Filter the records down to the lines that hold the word "Environment", and copy each of those lines.

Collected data
-------

use std::path::{Path, PathBuf};

use config::{Config, ConfigError, Environment, File};
use serde::Deserialize;

use bookmarks::DEFAULT_BOOKMARKS_KEY;
use feed::DEFAULT_BASE_URL;

const DEFAULT_CONFIG_FILE: &str = "jobs";
const ENV_PREFIX: &str = "JOBS";

#[derive(Debug, Clone, Deserialize)]
pub struct Settings {
    pub feed: FeedSettings,
    pub storage: StorageSettings,
    pub logging: LoggingSettings,
}

#[derive(Debug, Clone, Deserialize)]
pub struct FeedSettings {
    pub base_url: String,
}

#[derive(Debug, Clone, Deserialize)]
pub struct StorageSettings {
    pub dir: PathBuf,
    pub bookmarks_key: String,
}

#[derive(Debug, Clone, Deserialize)]
pub struct LoggingSettings {
    pub level: String,
    pub json: bool,
}

impl Settings {
    /// Defaults, then `jobs.toml` (or `path`), then `JOBS_*` variables
    /// such as `JOBS_FEED__BASE_URL`.
    pub fn load(path: Option<&Path>) -> Result<Self, ConfigError> {
        let file = match path {
            Some(path) => File::from(path).required(true),
            None => File::with_name(DEFAULT_CONFIG_FILE).required(false),
        };
        Self::from_sources(file, env_source())
    }

    fn from_sources<F>(file: F, env: Environment) -> Result<Self, ConfigError>
    where
        F: config::Source + Send + Sync + 'static,
    {
        Config::builder()
            .set_default("feed.base_url", DEFAULT_BASE_URL)?
            .set_default("storage.dir", "data")?
            .set_default("storage.bookmarks_key", DEFAULT_BOOKMARKS_KEY)?
            .set_default("logging.level", "info")?
            .set_default("logging.json", false)?
            .add_source(file)
            .add_source(env)
            .build()?
            .try_deserialize()
    }
}

fn env_source() -> Environment {
    Environment::with_prefix(ENV_PREFIX)
        .prefix_separator("_")
        .separator("__")
        .try_parsing(true)
}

-------

> _EXERCISE ANSWER_:
use config::{Config, ConfigError, Environment, File};
    fn from_sources<F>(file: F, env: Environment) -> Result<Self, ConfigError>
fn env_source() -> Environment {
    Environment::with_prefix(ENV_PREFIX)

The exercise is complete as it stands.